Saved data entries
===

//! Error types for palette operations
//!
//! This module provides error types for color parsing and palette validation.

use std::num::ParseIntError;

use thiserror::Error;

/// Error type for parsing hex color strings.
#[derive(Debug, Clone, PartialEq, Error)]
pub enum ParseColorError {
    /// Hex string has invalid length (must be 3 or 6 characters after stripping '#')
    #[error("invalid hex color length (expected 3 or 6 characters)")]
    InvalidLength,
    /// Invalid hexadecimal character encountered
    #[error("invalid hex character: {0}")]
    InvalidHex(#[from] ParseIntError),
}

/// Error type for palette validation.
#[derive(Debug, Clone, PartialEq, Error)]
pub enum PaletteError {
    /// No colors provided in palette
    #[error("palette cannot be empty")]
    EmptyPalette,
    /// More entries than an index byte can address
    #[error("palette has {len} colors (max 256)")]
    TooManyColors {
        /// Number of colors supplied
        len: usize,
    },
    /// Duplicate color found at the specified index
    #[error("duplicate color found at index {index}")]
    DuplicateColor {
        /// Index where the duplicate was found
        index: usize,
    },
    /// Invalid hex color string
    #[error("invalid color: {0}")]
    ParseColor(#[from] ParseColorError),
}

===

**Work instruction**
Filter the data above down to lines with the word "enum", and copy them.

**Finished exercise**
pub enum ParseColorError {
pub enum PaletteError {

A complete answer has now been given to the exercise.